The problem is simple but not easily solved. "As crazy as it sounds, this isn't rocket science," Li notes. "We've got to make sure patients know whom to call when they're sick, know their medications, can get appropriate follow-up. We need to make sure if they can't do it themselves, if they are elderly or demented, there's somebody there to help them."
Echoing Bagley's nautical metaphor, Li says, "If we put all of our hospitalized patients on a harbor cruise for 30 days right after discharge, we could definitely get our hands around this 30-day readmission issue," he jokes.
Theoretically, the gap between hospital discharge and a primary care medical home should shrink when the American health care system transitions to the fully coordinated model that many would like to see. "In a fully integrated system where the outpatient docs are employed by the hospital system, this kind of thing can be more seamless," O'Malley says. "The question is, how are we going to spend our limited resources to improve communication, especially for high-risk patients?

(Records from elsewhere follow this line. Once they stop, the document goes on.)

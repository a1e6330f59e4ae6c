use clap::Args;
use clap::Subcommand;

/// Arguments for the `webhook` subcommand.
#[derive(Debug, Args)]
pub struct WebhookArgs {
    #[command(subcommand)]
    pub command: WebhookCommands,
}

#[derive(Debug, Subcommand)]
pub enum WebhookCommands {
    /// Register a push webhook.
    Create {
        /// Hook URL. Takes precedence over the Jenkins options.
        #[arg(long = "hook-url", id = "hook_url")]
        hook_url: Option<String>,
        /// Jenkins server to derive the hook URL from.
        #[arg(long)]
        jenkins_url: Option<String>,
        #[arg(long)]
        jenkins_user: Option<String>,
        #[arg(long, env = "GITAPI_JENKINS_PASSWORD", hide_env_values = true)]
        jenkins_password: Option<String>,
        /// Jenkins job triggered by the hook.
        #[arg(long)]
        job_name: Option<String>,
    },
    /// Print the provider's webhook header, event names and payload paths.
    Names,
}
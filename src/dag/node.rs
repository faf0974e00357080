// src/dag/node.rs

//! Graph vertices and their handles.

use std::fmt;

/// Handle to a node inside a [`DependencyGraph`](crate::dag::DependencyGraph).
///
/// Node identity is the handle, never the payload: two nodes wrapping equal
/// providers are still distinct nodes.
#[derive(Debug, Clone, Copy, PartialEq, Eq, PartialOrd, Ord, Hash)]
pub struct NodeId(pub(crate) usize);

impl NodeId {
    /// Position of the node in the graph's arena (creation order).
    pub fn index(self) -> usize {
        self.0
    }
}

impl fmt::Display for NodeId {
    fn fmt(&self, f: &mut fmt::Formatter<'_>) -> fmt::Result {
        write!(f, "#{}", self.0)
    }
}

/// A vertex wrapping a caller-supplied provider.
///
/// Edges are only created through
/// [`DependencyGraph::depends_on`](crate::dag::DependencyGraph::depends_on),
/// which keeps both directions in sync.
#[derive(Debug, Clone)]
pub struct Node<T> {
    id: NodeId,
    provider: T,
    /// Nodes that must be resolved before this one, in declaration order.
    dependencies: Vec<NodeId>,
    /// Nodes that declared a dependency on this one (non-owning).
    dependents: Vec<NodeId>,
}

impl<T> Node<T> {
    pub(crate) fn new(id: NodeId, provider: T) -> Self {
        Self {
            id,
            provider,
            dependencies: Vec::new(),
            dependents: Vec::new(),
        }
    }

    pub fn id(&self) -> NodeId {
        self.id
    }

    /// The wrapped payload.
    pub fn provider(&self) -> &T {
        &self.provider
    }

    pub(crate) fn provider_mut(&mut self) -> &mut T {
        &mut self.provider
    }

    pub(crate) fn into_provider(self) -> T {
        self.provider
    }

    /// Direct dependencies, in the order they were declared.
    pub fn dependencies(&self) -> &[NodeId] {
        &self.dependencies
    }

    /// Direct dependents, in the order they declared their dependency.
    pub fn dependents(&self) -> &[NodeId] {
        &self.dependents
    }

    /// Whether `other` is a direct dependency of this node.
    pub fn depends_directly_on(&self, other: NodeId) -> bool {
        self.dependencies.contains(&other)
    }

    /// Record a forward edge. Returns `false` if it was already present.
    pub(crate) fn push_dependency(&mut self, on: NodeId) -> bool {
        if self.dependencies.contains(&on) {
            return false;
        }
        self.dependencies.push(on);
        true
    }

    pub(crate) fn push_dependent(&mut self, by: NodeId) {
        if !self.dependents.contains(&by) {
            self.dependents.push(by);
        }
    }
}
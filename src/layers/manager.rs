// src/layers/manager.rs

use std::collections::BTreeSet;
use std::fmt;

/// One layer-manager (annotator) configuration.
///
/// A manager is the primary producer of `layer` unless `auxiliary` is set, in
/// which case it runs after the managers declared before it for the same
/// layer. It may also produce further layers (`generates`) and needs every
/// layer in `requires` to be complete before it runs.
#[derive(Debug, Clone, PartialEq, Eq)]
pub struct ManagerConfig<L> {
    /// Human-readable layer name used in output.
    pub name: String,
    pub layer: L,
    /// Auxiliary slot; `None` for the primary manager.
    pub auxiliary: Option<u32>,
    /// Implementation label, e.g. the annotator's class name.
    pub implementation: Option<String>,
    /// Input layers.
    pub requires: BTreeSet<L>,
    /// Output layers. Always contains `layer`.
    pub generates: BTreeSet<L>,
}

impl<L: Ord + Clone> ManagerConfig<L> {
    pub fn new(name: impl Into<String>, layer: L) -> Self {
        let mut generates = BTreeSet::new();
        generates.insert(layer.clone());
        Self {
            name: name.into(),
            layer,
            auxiliary: None,
            implementation: None,
            requires: BTreeSet::new(),
            generates,
        }
    }

    pub fn with_auxiliary(mut self, slot: u32) -> Self {
        self.auxiliary = Some(slot);
        self
    }

    pub fn with_implementation(mut self, implementation: impl Into<String>) -> Self {
        self.implementation = Some(implementation.into());
        self
    }

    pub fn with_requires<I: IntoIterator<Item = L>>(mut self, layers: I) -> Self {
        self.requires.extend(layers);
        self
    }

    pub fn with_generates<I: IntoIterator<Item = L>>(mut self, layers: I) -> Self {
        self.generates.extend(layers);
        self
    }

    pub fn is_auxiliary(&self) -> bool {
        self.auxiliary.is_some()
    }
}

impl<L> fmt::Display for ManagerConfig<L> {
    fn fmt(&self, f: &mut fmt::Formatter<'_>) -> fmt::Result {
        f.write_str(&self.name)?;
        if let Some(slot) = self.auxiliary {
            write!(f, " (aux {slot})")?;
        }
        if let Some(ref implementation) = self.implementation {
            write!(f, " [{implementation}]")?;
        }
        Ok(())
    }
}
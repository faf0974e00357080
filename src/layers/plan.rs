// src/layers/plan.rs

use std::collections::HashMap;
use std::fmt::Display;
use std::hash::Hash;

use tracing::{debug, info};

use crate::dag::{CircularDependency, DependencyGraph, NodeId};
use crate::errors::{AgdepsError, Result};
use crate::layers::manager::ManagerConfig;
use crate::types::UnknownLayerPolicy;

/// Builds the manager dependency graph for a set of layer managers.
///
/// Managers are first *declared* one by one; each new manager for a layer
/// depends on the managers declared earlier for the same layer, so a layer's
/// managers run in declaration order. Pipeline files are validated to declare
/// the primary manager before its auxiliaries.
/// [`build`](Self::build) then adds the cross-layer edges:
///
/// - a manager depends on every manager of every layer it requires, and on
///   every manager that generates that layer;
/// - when a manager also generates some other layer, every manager of that
///   layer depends on it.
#[derive(Debug)]
pub struct LayerPlan<L> {
    graph: DependencyGraph<ManagerConfig<L>>,
    /// Layers in first-declaration order, each with its managers.
    layers: Vec<(L, Vec<NodeId>)>,
    /// Layer -> position in `layers`.
    index: HashMap<L, usize>,
    policy: UnknownLayerPolicy,
}

impl<L> LayerPlan<L>
where
    L: Clone + Eq + Hash + Ord + Display,
{
    pub fn new(policy: UnknownLayerPolicy) -> Self {
        Self {
            graph: DependencyGraph::new(),
            layers: Vec::new(),
            index: HashMap::new(),
            policy,
        }
    }

    /// Declare every config in order.
    pub fn from_configs<I>(configs: I, policy: UnknownLayerPolicy) -> Self
    where
        I: IntoIterator<Item = ManagerConfig<L>>,
    {
        let mut plan = Self::new(policy);
        for config in configs {
            plan.declare(config);
        }
        plan
    }

    /// Register a manager, ordering it after earlier managers of its layer.
    pub fn declare(&mut self, config: ManagerConfig<L>) -> NodeId {
        let layer = config.layer.clone();
        let id = self.graph.node(config);

        let slot = match self.index.get(&layer) {
            Some(&slot) => slot,
            None => {
                self.layers.push((layer.clone(), Vec::new()));
                self.index.insert(layer, self.layers.len() - 1);
                self.layers.len() - 1
            }
        };

        for &earlier in &self.layers[slot].1 {
            self.graph.depends_on(id, earlier);
        }
        self.layers[slot].1.push(id);

        debug!(
            manager = %self.graph[id].provider(),
            position = self.layers[slot].1.len(),
            "declared layer manager"
        );
        id
    }

    /// Managers declared so far for `layer`, in declaration order.
    pub fn managers_of(&self, layer: &L) -> &[NodeId] {
        self.index
            .get(layer)
            .map(|&slot| self.layers[slot].1.as_slice())
            .unwrap_or(&[])
    }

    /// Wire cross-layer edges and return the finished graph.
    ///
    /// Managers are added to the graph layer by layer, in the order their
    /// layers were first declared.
    pub fn build(self) -> Result<DependencyGraph<ManagerConfig<L>>> {
        let LayerPlan {
            mut graph,
            layers,
            index,
            policy,
        } = self;

        // Managers that write a layer other than their own, keyed by that layer.
        let mut generators: HashMap<L, Vec<NodeId>> = HashMap::new();
        for (layer, ids) in &layers {
            for &id in ids {
                for produced in graph[id].provider().generates.iter() {
                    if produced != layer {
                        generators.entry(produced.clone()).or_default().push(id);
                    }
                }
            }
        }

        for (layer, ids) in &layers {
            for &id in ids {
                graph.add(id);

                let (requires, generates) = {
                    let config = graph[id].provider();
                    (config.requires.clone(), config.generates.clone())
                };

                for needed in &requires {
                    let managers = index
                        .get(needed)
                        .map(|&slot| layers[slot].1.as_slice())
                        .unwrap_or(&[]);
                    let generated_by = generators.get(needed).map(Vec::as_slice).unwrap_or(&[]);

                    if managers.is_empty() && generated_by.is_empty() {
                        match policy {
                            UnknownLayerPolicy::Ignore => {
                                debug!(
                                    manager = %graph[id].provider(),
                                    layer = %needed,
                                    "required layer has no producer; ignoring"
                                );
                            }
                            UnknownLayerPolicy::Error => {
                                return Err(AgdepsError::UnknownLayer {
                                    manager: graph[id].provider().to_string(),
                                    layer: needed.to_string(),
                                });
                            }
                        }
                        continue;
                    }

                    for &on in managers.iter().chain(generated_by) {
                        graph.depends_on(id, on);
                    }
                }

                for produced in generates.iter().filter(|produced| *produced != layer) {
                    if let Some(&slot) = index.get(produced) {
                        for &dependent in &layers[slot].1 {
                            graph.depends_on(dependent, id);
                        }
                    }
                }
            }
        }

        Ok(graph)
    }

    /// Build the graph and return the managers in execution order.
    pub fn resolve(self) -> Result<Vec<ManagerConfig<L>>> {
        let graph = self.build()?;
        let ids = graph
            .resolve_ids()
            .map_err(|err| cycle_error(&graph, &err))?;
        let order = graph.into_providers(&ids);

        info!(managers = order.len(), "resolved layer manager order");
        Ok(order)
    }
}

/// Turn a resolver failure into an error that names the implicated manager.
fn cycle_error<L>(graph: &DependencyGraph<ManagerConfig<L>>, err: &CircularDependency) -> AgdepsError {
    let manager = graph
        .provider(err.node)
        .map(|config| config.to_string())
        .unwrap_or_else(|| err.node.to_string());
    AgdepsError::DagCycle(format!(
        "circular dependency detected at manager '{manager}'"
    ))
}
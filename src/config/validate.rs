// src/config/validate.rs

use std::collections::HashSet;

use crate::config::model::{ConfigFile, RawConfigFile};
use crate::errors::{AgdepsError, Result};
use crate::layers::LayerPlan;

impl TryFrom<RawConfigFile> for ConfigFile {
    type Error = crate::errors::AgdepsError;

    fn try_from(raw: RawConfigFile) -> std::result::Result<Self, Self::Error> {
        validate_raw_config(&raw)?;
        Ok(ConfigFile::new_unchecked(raw.config, raw.manager))
    }
}

fn validate_raw_config(cfg: &RawConfigFile) -> Result<()> {
    ensure_has_managers(cfg)?;
    validate_manager_entries(cfg)?;
    validate_plan(cfg)?;
    Ok(())
}

fn ensure_has_managers(cfg: &RawConfigFile) -> Result<()> {
    if cfg.manager.is_empty() {
        return Err(AgdepsError::ConfigError(
            "config must contain at least one [[manager]] section".to_string(),
        ));
    }
    Ok(())
}

fn validate_manager_entries(cfg: &RawConfigFile) -> Result<()> {
    let mut slots: HashSet<(&str, Option<u32>)> = HashSet::new();
    let mut with_auxiliary: HashSet<&str> = HashSet::new();

    for (position, entry) in cfg.manager.iter().enumerate() {
        if entry.layer.trim().is_empty() {
            return Err(AgdepsError::ConfigError(format!(
                "[[manager]] #{} has an empty `layer`",
                position + 1
            )));
        }

        if !slots.insert((entry.layer.as_str(), entry.auxiliary)) {
            let slot = match entry.auxiliary {
                Some(n) => format!("auxiliary slot {n}"),
                None => "primary slot".to_string(),
            };
            return Err(AgdepsError::ConfigError(format!(
                "layer '{}' has more than one manager in its {}",
                entry.layer, slot
            )));
        }

        // Managers of a layer run in declaration order.
        match entry.auxiliary {
            Some(_) => {
                with_auxiliary.insert(entry.layer.as_str());
            }
            None if with_auxiliary.contains(entry.layer.as_str()) => {
                return Err(AgdepsError::ConfigError(format!(
                    "primary manager '{}' of layer '{}' must be declared before its auxiliaries",
                    entry.display_name(),
                    entry.layer
                )));
            }
            None => {}
        }

        if entry.requires.iter().any(|layer| *layer == entry.layer) {
            return Err(AgdepsError::ConfigError(format!(
                "manager '{}' cannot require its own layer '{}'",
                entry.display_name(),
                entry.layer
            )));
        }
    }
    Ok(())
}

fn validate_plan(cfg: &RawConfigFile) -> Result<()> {
    // Resolving catches both unknown layers (when configured to) and cycles
    // between managers.
    let configs = cfg.manager.iter().map(|entry| entry.to_manager_config());
    LayerPlan::from_configs(configs, cfg.config.unknown_layers).resolve()?;
    Ok(())
}
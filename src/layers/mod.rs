// src/layers/mod.rs

//! Ordering of annotation layer managers.
//!
//! A layer can have a primary manager and any number of auxiliary managers,
//! and a manager may produce layers besides its own (an aligner that also
//! writes the segment layer, say). [`LayerPlan`] turns those facts into
//! dependency edges and resolves the order in which managers must run.

pub mod manager;
pub mod plan;

pub use manager::ManagerConfig;
pub use plan::LayerPlan;
// src/config/loader.rs

use std::fs;
use std::path::{Path, PathBuf};

use tracing::debug;

use crate::config::model::{ConfigFile, RawConfigFile};
use crate::errors::Result;

/// Load a pipeline file from a given path and return the raw `RawConfigFile`.
///
/// This only performs TOML deserialization; it does **not** perform semantic
/// validation (duplicate slots, cycles, etc.). Use [`load_and_validate`] for
/// that.
pub fn load_from_path(path: impl AsRef<Path>) -> Result<RawConfigFile> {
    let path = path.as_ref();
    let contents = fs::read_to_string(path)?;

    let config: RawConfigFile = toml::from_str(&contents)?;
    debug!(
        path = %path.display(),
        managers = config.manager.len(),
        "loaded pipeline file"
    );

    Ok(config)
}

/// Load a pipeline file from path and validate it.
///
/// - Reads TOML.
/// - Applies defaults (handled by `serde` + `Default` impls).
/// - Checks for:
///   - empty or duplicate manager slots,
///   - managers requiring their own layer,
///   - unknown required layers (if `unknown_layers = "error"`),
///   - cycles between managers.
pub fn load_and_validate(path: impl AsRef<Path>) -> Result<ConfigFile> {
    let raw_config = load_from_path(&path)?;
    let config = ConfigFile::try_from(raw_config)?;
    Ok(config)
}

/// Default pipeline file: `Pipeline.toml` in the current working directory.
pub fn default_config_path() -> PathBuf {
    PathBuf::from("Pipeline.toml")
}
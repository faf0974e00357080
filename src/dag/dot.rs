// src/dag/dot.rs

//! Interop with `petgraph`, mainly for Graphviz output.

use std::fmt::Display;

use petgraph::dot::{Config, Dot};
use petgraph::graph::{DiGraph, NodeIndex};

use crate::dag::graph::DependencyGraph;

/// Copy a dependency graph into a `petgraph` directed graph.
///
/// Every created node is included (members or not), and node indices match
/// [`NodeId::index`](crate::dag::NodeId::index). Edge direction is
/// dependency -> dependent, i.e. the direction in which work flows.
pub fn to_petgraph<T>(graph: &DependencyGraph<T>) -> DiGraph<&T, ()> {
    let mut out = DiGraph::with_capacity(graph.len(), 0);

    for node in graph.iter() {
        out.add_node(node.provider());
    }

    for node in graph.iter() {
        let to = NodeIndex::new(node.id().index());
        for dep in node.dependencies() {
            out.add_edge(NodeIndex::new(dep.index()), to, ());
        }
    }

    out
}

/// Render the graph in Graphviz DOT format, labelling nodes by provider.
pub fn to_dot<T: Display>(graph: &DependencyGraph<T>) -> String {
    // `Dot` wants displayable edge weights even when labels are off.
    let pg = to_petgraph(graph).map(|_, node| *node, |_, _| "");
    format!("{}", Dot::with_config(&pg, &[Config::EdgeNoLabel]))
}
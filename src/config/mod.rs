// src/config/mod.rs

//! Pipeline configuration for agdeps.
//!
//! Responsibilities:
//! - Define the TOML-backed data model (`model.rs`).
//! - Load a pipeline file from disk (`loader.rs`).
//! - Validate manager entries and the resulting manager graph (`validate.rs`).

pub mod loader;
pub mod model;
pub mod validate;

pub use loader::{default_config_path, load_and_validate, load_from_path};
pub use model::{ConfigFile, ConfigSection, ManagerEntry, RawConfigFile};
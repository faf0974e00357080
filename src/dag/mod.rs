// src/dag/mod.rs

//! Generic dependency graph and its resolution.
//!
//! - [`node`] holds the vertex type and its [`NodeId`] handle.
//! - [`graph`] owns the node arena, wires edges and drives resolution.
//! - [`resolve`] implements the depth-first topological sort and cycle
//!   detection.
//! - [`dot`] exports to `petgraph` / Graphviz.

pub mod dot;
pub mod graph;
pub mod node;
pub mod resolve;

pub use graph::DependencyGraph;
pub use node::{Node, NodeId};
pub use resolve::{CircularDependency, VisitState};
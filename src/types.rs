use std::str::FromStr;

use clap::ValueEnum;
use serde::Deserialize;

/// What to do when a manager requires a layer that no manager produces.
///
/// - `Ignore`: skip the requirement (default). Layers such as participant
///   metadata are commonly listed as inputs without having a manager.
/// - `Error`: refuse to build the plan.
#[derive(Debug, Clone, Copy, PartialEq, Eq, Default, Deserialize)]
#[serde(rename_all = "lowercase")]
pub enum UnknownLayerPolicy {
    #[default]
    Ignore,
    Error,
}

impl FromStr for UnknownLayerPolicy {
    type Err = String;

    fn from_str(s: &str) -> Result<Self, Self::Err> {
        match s.trim().to_lowercase().as_str() {
            "ignore" => Ok(UnknownLayerPolicy::Ignore),
            "error" => Ok(UnknownLayerPolicy::Error),
            other => Err(format!(
                "invalid unknown_layers: {other} (expected \"ignore\" or \"error\")"
            )),
        }
    }
}

/// How the CLI prints a resolved plan.
#[derive(Debug, Clone, Copy, PartialEq, Eq, Default, ValueEnum)]
pub enum OutputFormat {
    /// One manager per line, in execution order.
    #[default]
    Text,
    /// Graphviz DOT of the manager dependency graph.
    Dot,
}
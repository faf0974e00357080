#![allow(dead_code)]

use agdeps::config::{ConfigFile, ConfigSection, ManagerEntry, RawConfigFile};
use agdeps::dag::{DependencyGraph, NodeId};
use agdeps::types::UnknownLayerPolicy;

/// Builder for `ConfigFile` to simplify test setup.
pub struct ConfigFileBuilder {
    config: RawConfigFile,
}

impl ConfigFileBuilder {
    pub fn new() -> Self {
        Self {
            config: RawConfigFile {
                config: ConfigSection::default(),
                manager: Vec::new(),
            },
        }
    }

    pub fn with_manager(mut self, entry: ManagerEntry) -> Self {
        self.config.manager.push(entry);
        self
    }

    pub fn unknown_layers(mut self, policy: UnknownLayerPolicy) -> Self {
        self.config.config.unknown_layers = policy;
        self
    }

    /// The unvalidated file, for tests that expect validation to fail.
    pub fn build_raw(self) -> RawConfigFile {
        self.config
    }

    pub fn build(self) -> ConfigFile {
        ConfigFile::try_from(self.config).expect("Failed to build valid config from builder")
    }
}

impl Default for ConfigFileBuilder {
    fn default() -> Self {
        Self::new()
    }
}

/// Builder for `ManagerEntry`.
pub struct ManagerEntryBuilder {
    entry: ManagerEntry,
}

impl ManagerEntryBuilder {
    pub fn new(layer: &str) -> Self {
        Self {
            entry: ManagerEntry {
                layer: layer.to_string(),
                name: None,
                auxiliary: None,
                implementation: None,
                requires: vec![],
                generates: vec![],
            },
        }
    }

    pub fn name(mut self, name: &str) -> Self {
        self.entry.name = Some(name.to_string());
        self
    }

    pub fn auxiliary(mut self, slot: u32) -> Self {
        self.entry.auxiliary = Some(slot);
        self
    }

    pub fn implementation(mut self, implementation: &str) -> Self {
        self.entry.implementation = Some(implementation.to_string());
        self
    }

    pub fn requires(mut self, layer: &str) -> Self {
        self.entry.requires.push(layer.to_string());
        self
    }

    pub fn generates(mut self, layer: &str) -> Self {
        self.entry.generates.push(layer.to_string());
        self
    }

    pub fn build(self) -> ManagerEntry {
        self.entry
    }
}

/// Insert one member node per provider, in order.
pub fn insert_all<T: Clone>(graph: &mut DependencyGraph<T>, providers: &[T]) -> Vec<NodeId> {
    providers.iter().cloned().map(|p| graph.insert(p)).collect()
}

/// The five-node graph used throughout the resolver tests:
/// a→b, a→d, b→c, b→e, c→d, c→e (`x→y` meaning x depends on y).
///
/// Each provider is its letter repeated `stem` times, so 1 gives a..e and 2
/// gives aa..ee. Returns the ids of a, b, c, d, e.
pub fn five_node_graph(graph: &mut DependencyGraph<String>, stem: usize) -> [NodeId; 5] {
    let name = |c: char| std::iter::repeat_n(c, stem).collect::<String>();
    let a = graph.insert(name('a'));
    let b = graph.insert(name('b'));
    let c = graph.insert(name('c'));
    let d = graph.insert(name('d'));
    let e = graph.insert(name('e'));

    graph.depends_on(a, b);
    graph.depends_on(a, d);
    graph.depends_on(b, c);
    graph.depends_on(b, e);
    graph.depends_on(c, d);
    graph.depends_on(c, e);

    [a, b, c, d, e]
}
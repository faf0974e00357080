// src/lib.rs

pub mod cli;
pub mod config;
pub mod dag;
pub mod errors;
pub mod layers;
pub mod logging;
pub mod types;

use std::io::Write;
use std::path::Path;

use anyhow::Result;
use tracing::{debug, info};

use crate::cli::CliArgs;
use crate::config::load_from_path;
use crate::config::model::ConfigFile;
use crate::dag::dot::to_dot;
use crate::layers::LayerPlan;
use crate::types::{OutputFormat, UnknownLayerPolicy};

/// High-level entry point used by `main.rs`.
///
/// This wires together:
/// - pipeline loading and validation
/// - the CLI's policy override
/// - plan resolution and output in the requested format
pub fn run(args: &CliArgs, out: &mut impl Write) -> Result<()> {
    let cfg = load_config(&args.config, args.unknown_layers)?;

    if args.dry_run {
        print_dry_run(&cfg, out)?;
        return Ok(());
    }

    // Validation already resolved this plan once, so it is known acyclic.
    let plan = LayerPlan::from_configs(cfg.to_manager_configs(), cfg.config.unknown_layers);

    match args.format {
        OutputFormat::Text => {
            let order = plan.resolve()?;
            info!(managers = order.len(), "writing execution order");
            for (step, manager) in order.iter().enumerate() {
                writeln!(out, "{:>3}. {}", step + 1, manager)?;
            }
        }
        OutputFormat::Dot => {
            let graph = plan.build()?;
            write!(out, "{}", to_dot(&graph))?;
        }
    }

    Ok(())
}

/// Load and validate the pipeline file, applying a policy override first.
fn load_config(path: &Path, unknown_layers: Option<UnknownLayerPolicy>) -> Result<ConfigFile> {
    let mut raw = load_from_path(path)?;
    if let Some(policy) = unknown_layers {
        debug!(?policy, "overriding [config].unknown_layers from the command line");
        raw.config.unknown_layers = policy;
    }
    Ok(ConfigFile::try_from(raw)?)
}

/// Simple dry-run output: print the policy and each manager entry.
fn print_dry_run(cfg: &ConfigFile, out: &mut impl Write) -> Result<()> {
    writeln!(out, "agdeps dry-run")?;
    writeln!(
        out,
        "  config.unknown_layers = {:?}",
        cfg.config.unknown_layers
    )?;
    writeln!(out)?;

    writeln!(out, "managers ({}):", cfg.manager.len())?;
    for entry in cfg.manager.iter() {
        writeln!(out, "  - {}", entry.display_name())?;
        writeln!(out, "      layer: {}", entry.layer)?;
        if let Some(slot) = entry.auxiliary {
            writeln!(out, "      auxiliary: {slot}")?;
        }
        if let Some(ref implementation) = entry.implementation {
            writeln!(out, "      implementation: {implementation}")?;
        }
        if !entry.requires.is_empty() {
            writeln!(out, "      requires: {:?}", entry.requires)?;
        }
        if !entry.generates.is_empty() {
            writeln!(out, "      generates: {:?}", entry.generates)?;
        }
    }

    debug!("dry-run complete (no plan output)");
    Ok(())
}
// src/cli.rs

//! CLI argument parsing using `clap`.

use std::path::PathBuf;

use clap::{Parser, ValueEnum};

use crate::config::default_config_path;
use crate::types::{OutputFormat, UnknownLayerPolicy};

/// Command-line arguments for `agdeps`.
#[derive(Debug, Clone, Parser)]
#[command(
    name = "agdeps",
    version,
    about = "Resolve the order in which annotation layer managers must run.",
    long_about = None
)]
pub struct CliArgs {
    /// Path to the pipeline file (TOML).
    ///
    /// Default: `Pipeline.toml` in the current working directory.
    #[arg(long, value_name = "PATH", default_value_os_t = default_config_path())]
    pub config: PathBuf,

    /// Output format for the resolved plan.
    #[arg(long, value_enum, value_name = "FORMAT", default_value_t = OutputFormat::Text)]
    pub format: OutputFormat,

    /// Override `[config].unknown_layers` ("ignore" or "error").
    #[arg(long, value_name = "POLICY")]
    pub unknown_layers: Option<UnknownLayerPolicy>,

    /// Logging level (error, warn, info, debug, trace).
    ///
    /// If omitted, `AGDEPS_LOG` or a default level will be used.
    #[arg(long, value_enum, value_name = "LEVEL")]
    pub log_level: Option<LogLevel>,

    /// Parse + validate and list the managers, but don't print a plan.
    #[arg(long)]
    pub dry_run: bool,
}

/// Log level as exposed on the CLI.
#[derive(Debug, Copy, Clone, ValueEnum)]
pub enum LogLevel {
    Error,
    Warn,
    Info,
    Debug,
    Trace,
}

/// Convenience wrapper around `CliArgs::parse()`.
pub fn parse() -> CliArgs {
    CliArgs::parse()
}
// src/main.rs

use agdeps::{cli, logging, run};

fn main() {
    if let Err(err) = run_main() {
        eprintln!("agdeps error: {err:?}");
        std::process::exit(1);
    }
}

fn run_main() -> anyhow::Result<()> {
    let args = cli::parse();
    logging::init_logging(args.log_level)?;
    let stdout = std::io::stdout();
    run(&args, &mut stdout.lock())?;
    Ok(())
}
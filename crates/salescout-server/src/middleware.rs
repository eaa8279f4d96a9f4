use axum::{extract::Request, http::HeaderValue, middleware::Next, response::Response};
use uuid::Uuid;

/// Newtype wrapping a request ID string, stored as a request extension.
#[derive(Debug, Clone)]
pub struct RequestId(pub String);

/// Axum middleware that extracts or generates a request ID.
///
/// If the incoming request has an `x-request-id` header, that value is used.
/// Otherwise a new `UUIDv4` is generated. The ID is:
/// - Inserted into request extensions as [`RequestId`]
/// - Set on the response as the `x-request-id` header
pub async fn request_id(mut req: Request, next: Next) -> Response {
    let id = req
        .headers()
        .get("x-request-id")
        .and_then(|v| v.to_str().ok())
        .filter(|v| !v.trim().is_empty())
        .map_or_else(|| Uuid::new_v4().to_string(), String::from);

    req.extensions_mut().insert(RequestId(id.clone()));

    let mut res = next.run(req).await;

    if let Ok(val) = HeaderValue::from_str(&id) {
        res.headers_mut().insert("x-request-id", val);
    }

    res
}

#[cfg(test)]
mod tests {
    use axum::{body::Body, http::Request as HttpRequest, routing::get, Extension, Router};
    use tower::ServiceExt;

    use super::*;

    fn app() -> Router {
        Router::new()
            .route(
                "/",
                get(|Extension(id): Extension<RequestId>| async move { id.0 }),
            )
            .layer(axum::middleware::from_fn(request_id))
    }

    #[tokio::test]
    async fn echoes_incoming_request_id() {
        let response = app()
            .oneshot(
                HttpRequest::builder()
                    .uri("/")
                    .header("x-request-id", "req-123")
                    .body(Body::empty())
                    .expect("request"),
            )
            .await
            .expect("response");

        assert_eq!(response.headers()["x-request-id"], "req-123");
    }

    #[tokio::test]
    async fn generates_uuid_when_missing() {
        let response = app()
            .oneshot(
                HttpRequest::builder()
                    .uri("/")
                    .body(Body::empty())
                    .expect("request"),
            )
            .await
            .expect("response");

        let id = response.headers()["x-request-id"]
            .to_str()
            .expect("ascii header");
        assert!(Uuid::parse_str(id).is_ok(), "not a uuid: {id}");
    }
}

I don't think there's a clear-cut answer as to whether that's the way to bridge the gap between what we have now and a future primary care system that's better resourced."
Even in an integrated system, caregivers need to talk to one another about complicated patient histories and needs. Those care transitions are challenging even when they are taking place within the hospital, such as when there is a shift change for nurses, hospitalists or residents.
Meanwhile, for hospital executives considering all the tools at their disposal to reduce readmissions, the post-discharge clinic is an option. But it is only one of many ways to bridge the hospital-primary care gap. "There are so many reasons people are rehospitalized, you just have to peck away at all these individual issues," Li says.
— Jan Greene is a freelance writer in Alameda, Calif.
In "What Will It Take to Ensure High Quality Transitional Care?" Eric Coleman, M.D., director of the Care Transitions Program at the University of Colorado in Denver, offers seven strategies.
1 Engage patients and family. Meet consumers where they are with respect to health literacy, cognition and engagement to provide customized care planning. They not only should have access to their care plan, but also provide direct input.
2 Elevate the status of family caregivers. Make them essential members of the care team. We can't ignore the individuals on whom we rely to execute the care plan, monitor patient safety, and serve as de facto care coordinators.
3 Implement performance measurement. An important quality improvement strategy incorporates the patient's voice in performance measurement.
4 Define accountability. The sending care team should maintain responsibility for the patient until the receiving care team reviews the goals for care and transfer information, clarifies any questions and acknowledges assumption of responsibility.
5 Build competency in care coordination. This includes both the mechanics for facilitating cross-setting communication and collaboration, and an appreciation for the differences in culture and care delivery capacity needed.
6 Explore IT communication. Establish standard operating procedures for the content, timeliness and mode of health information exchange across care settings.
7 Align financial incentives. The CMS Community Care Transitions Program, patient-centered medical home, the president's hospital patient safety initiative, bundled payment, and accountable care organizations provide opportunities to align financial incentives to promote cross-setting coordination and collaboration.